Saturday, February 28, 2015

Spotlight On...Jeremy Duncan Pape

Name: Jeremy Duncan Pape

Hometown: Charlottesville, VA

Education: MFA, Directing, New School for Drama.  BFA, Acting, University of the Arts

Favorite Credits: Madame Lulu’s Cruelty-Free Fayre (co-conceived) and The Last Days by Carlos Cisco.

Why theater?: Theater is about bringing ideas to life and taking part in that life from beginning to end.

Tell us about Woyzeck, FJF: Buchner's Woyzeck is the story of a man who, disenfranchised and cuckolded, commits a vicious murder and then walks to his death at the bottom of a lake.  The unfinished finale of a young master dead before his time, his play is based on the life of Johann Christian Woyzeck; a life that ended at the edge of an executioner's blade.  One night Woyzeck was found mere blocks away from the corpse of a murdered woman with whom he had been romantically involved.  By all accounts, he was still holding the bloody weapon. Upon his conviction, and stayed execution, he was committed for a thorough examination of his sanity.  After three years he was determined to be psychologically able to be held accountable and on August 27, 1824, he was beheaded publicly in the town square of Leipzig.  The modern interpretation of the published findings is that Johann Christian Woyzeck was almost certainly a borderline paranoid schizophrenic who suffered from aural hallucinations. Our production places Woyzeck within the tight confines of the hospital. Tormented by the figures of his mind, memory and reality, he struggles to understand why he is being held.  Through his increasing turmoil the truth breaks, and he is left to face what he has done.  Using Buchner's own words, we have re-explored the end of this man's life through the lens of his madness, his own insurmountable obstacle.

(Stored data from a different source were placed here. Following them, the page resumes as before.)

use go_eval::sync::{self, Suggestion};
use go_eval::{CaptureRecord, EvalConfig, MoveRecord, Session, Stone, coord, territory};
use serde::Serialize;
use wasm_bindgen::prelude::*;

/// GTP label for `(row, col)`, or an empty string when out of range.
#[wasm_bindgen]
pub fn to_gtp(row: u8, col: u8, size: u8) -> String {
    coord::to_gtp((row, col), size).unwrap_or_default()
}

/// Returns JSON `[row, col]`, or `{ "error": "message" }`.
#[wasm_bindgen]
pub fn from_gtp(label: &str, size: u8) -> String {
    match coord::from_gtp(label, size) {
        Ok((row, col)) => format!("[{row},{col}]"),
        Err(e) => error_json(&e.to_string()),
    }
}

#[derive(Serialize)]
struct HistoryView<'a> {
    moves: &'a [MoveRecord],
    captures: &'a [CaptureRecord],
}

#[wasm_bindgen]
pub struct WasmSession {
    inner: Session,
    last_error: Option<String>,
}

impl WasmSession {
    fn wrap(inner: Session) -> Self {
        Self {
            inner,
            last_error: None,
        }
    }

    fn start(config: EvalConfig) -> Self {
        match Session::new(config) {
            Ok(session) => Self::wrap(session),
            Err(e) => Self::fallback(e.to_string()),
        }
    }

    /// A default session that remembers why the requested one was refused.
    fn fallback(reason: String) -> Self {
        Self {
            inner: Session::default(),
            last_error: Some(reason),
        }
    }

    fn track<T, E: std::fmt::Display>(&mut self, result: Result<T, E>) -> Option<T> {
        match result {
            Ok(v) => {
                self.last_error = None;
                Some(v)
            }
            Err(e) => {
                self.last_error = Some(e.to_string());
                None
            }
        }
    }
}

#[wasm_bindgen]
impl WasmSession {
    #[wasm_bindgen(constructor)]
    pub fn new(size: u8, komi: f64) -> Self {
        let config = EvalConfig {
            board_size: size.clamp(2, go_eval::config::MAX_BOARD_SIZE),
            ..EvalConfig::default()
        }
        .with_komi(komi);
        Self::start(config)
    }

    /// Build from a (possibly partial) JSON `EvalConfig`. Invalid JSON falls
    /// back to the defaults and leaves the parse error in `last_error`.
    pub fn from_config_json(json: &str) -> Self {
        match EvalConfig::from_json(json) {
            Ok(config) => Self::start(config),
            Err(e) => Self::fallback(e.to_string()),
        }
    }

    // -- Game actions --

    /// Play for the side to move. On failure the reason is in `last_error`.
    pub fn try_play(&mut self, row: u8, col: u8) -> bool {
        let result = self.inner.play((row, col));
        self.track(result).is_some()
    }

    /// Play an explicit colour (1 black, -1 white).
    pub fn try_play_as(&mut self, row: u8, col: u8, stone: i8) -> bool {
        let Some(stone) = Stone::from_int(stone) else {
            self.last_error = Some(format!("invalid stone: {stone}"));
            return false;
        };
        let result = self.inner.play_as((row, col), stone);
        self.track(result).is_some()
    }

    /// Returns the status after the pass, or an empty string on failure.
    pub fn pass(&mut self) -> String {
        let result = self.inner.pass();
        self.track(result).map(|s| s.to_string()).unwrap_or_default()
    }

    pub fn resign(&mut self, stone: i8) -> String {
        let Some(stone) = Stone::from_int(stone) else {
            self.last_error = Some(format!("invalid stone: {stone}"));
            return String::new();
        };
        let result = self.inner.resign(stone);
        self.track(result).map(|s| s.to_string()).unwrap_or_default()
    }

    pub fn clear(&mut self) {
        self.inner.clear();
        self.last_error = None;
    }

    /// Replace the stones with an engine board dump. A malformed dump keeps
    /// the current board.
    pub fn resync(&mut self, dump: &str) -> bool {
        let result = self.inner.resync(dump);
        self.track(result).is_some()
    }

    pub fn refresh(&mut self) {
        self.inner.refresh_evaluation();
    }

    pub fn set_show_influence(&mut self, on: bool) {
        self.inner.set_show_influence(on);
    }

    pub fn set_baseline(&mut self, label: &str) {
        self.inner.set_baseline(label);
    }

    pub fn clear_baseline(&mut self) {
        self.inner.clear_baseline();
    }

    pub fn last_error(&self) -> String {
        self.last_error.clone().unwrap_or_default()
    }

    // -- Accessors (WASM-friendly types) --

    pub fn board(&self) -> js_sys::Int8Array {
        js_sys::Int8Array::from(self.inner.goban().board())
    }

    pub fn size(&self) -> u8 {
        self.inner.goban().size()
    }

    pub fn to_play(&self) -> i8 {
        self.inner.to_play().to_int()
    }

    pub fn status(&self) -> String {
        self.inner.status().to_string()
    }

    pub fn move_count(&self) -> usize {
        self.inner.move_count()
    }

    /// Cheap pre-check for hover hints: empty, on the board, not a ko
    /// retake. Captures and self-capture are only known after playing.
    pub fn is_playable(&self, row: u8, col: u8) -> bool {
        let goban = self.inner.goban();
        let point = (row, col);
        self.inner.status().is_playing()
            && goban.on_board(point)
            && goban.stone_at(point).is_none()
            && !goban
                .ko()
                .is_some_and(|ko| ko.forbids(point, self.inner.to_play()))
    }

    pub fn ko_row(&self) -> i8 {
        match self.inner.goban().ko() {
            Some(ko) => ko.pos.0 as i8,
            None => -1,
        }
    }

    pub fn ko_col(&self) -> i8 {
        match self.inner.goban().ko() {
            Some(ko) => ko.pos.1 as i8,
            None => -1,
        }
    }

    pub fn last_move_gtp(&self) -> String {
        self.inner
            .history()
            .last_move()
            .and_then(|m| coord::to_gtp(m.point, self.size()).ok())
            .unwrap_or_default()
    }

    /// Row-major influence values in `[-1, 1]`. Uses the cached field when
    /// show-influence mode is on.
    pub fn influence(&self) -> js_sys::Float64Array {
        match self.inner.cached_influence() {
            Some(field) => js_sys::Float64Array::from(field.values()),
            None => js_sys::Float64Array::from(self.inner.influence().values()),
        }
    }

    /// Row-major ownership: 1 black, -1 white, 0 neutral or occupied.
    pub fn ownership(&self) -> js_sys::Int8Array {
        js_sys::Int8Array::from(territory::ownership(self.inner.goban()).as_slice())
    }

    // -- JSON projections --

    pub fn evaluation_json(&self) -> String {
        to_json(self.inner.evaluation(), "{}")
    }

    pub fn series_json(&self) -> String {
        to_json(self.inner.series(), "{}")
    }

    pub fn history_json(&self) -> String {
        let history = self.inner.history();
        to_json(
            &HistoryView {
                moves: history.moves(),
                captures: history.captures(),
            },
            r#"{"moves":[],"captures":[]}"#,
        )
    }

    pub fn lifecycle_json(&self) -> String {
        to_json(self.inner.lifecycle(), "{}")
    }

    /// The comparison baseline, or `null`.
    pub fn baseline_json(&self) -> String {
        to_json(&self.inner.baseline(), "null")
    }

    /// Filter raw engine suggestions against the local board.
    /// Returns a JSON array, best first.
    pub fn filter_suggestions(&self, json: &str, count: usize) -> String {
        let raw: Vec<Suggestion> = sync::parse_suggestions(json).unwrap_or_default();
        let kept = sync::filter_suggestions(&raw, self.inner.goban(), self.inner.to_play(), count);
        to_json(&kept, "[]")
    }
}

fn to_json<T: Serialize + ?Sized>(value: &T, fallback: &str) -> String {
    serde_json::to_string(value).unwrap_or_else(|_| fallback.to_string())
}

fn error_json(message: &str) -> String {
    serde_json::json!({ "error": message }).to_string()
}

What inspired you to adapt and direct Woyzeck, FJF?: I first read Woyzeck in undergrad and immediately felt a connection to it.  Buchner’s stunning language was just too much for me to ignore.  Over the years I would occasionally pick it up and read it and eventually I decided to completely re-approach the play.  Things crystalized and Woyzeck, FJF came to be.

What kind of theater speaks to you? What or who inspires you as an artist?: Any theater that is truly honest speaks to me, but I vastly prefer work that is brutal and unforgiving and NOT polite. I am the kind of artist who feels that the light and beauty of the world is best understood and expressed through darkness and horror.  It is in a thing’s opposite that we best understand the thing itself.  As the man said, “the shortest distance between two points is a straight line in the opposite direction.”

If you could work with anyone you’ve yet to work with, who would it be?: Philip Ridley.  (if I could go full fantasy I would say Romulus Linney, may he rest in peace)

What show have you recommended to your friends?: Every Brilliant Thing at the Barrow St Theater.

Who would play you in a movie about yourself and what would it be called?: Everyone I know has been telling me how much like Jon Stewart I seem to them, so I guess I have to go with him.  I think the movie would likely share the name of my biography: "Safety-pinned Toilets".

If you could go back in time and see any play or musical you missed, what would it be?:  The very first intentional staged performance.

What’s your biggest guilty pleasure?: Inexpensive cheese and cuddling.  A poor combination.

If you weren’t working in theater, you would be ______?: A lawyer.  Or a cabinet maker.

What’s up next?:  I will be directing the staged reading of William Rough’s Dragonslayers as part of the Dramatists’ Guild’s Friday Nights Footlights reading series.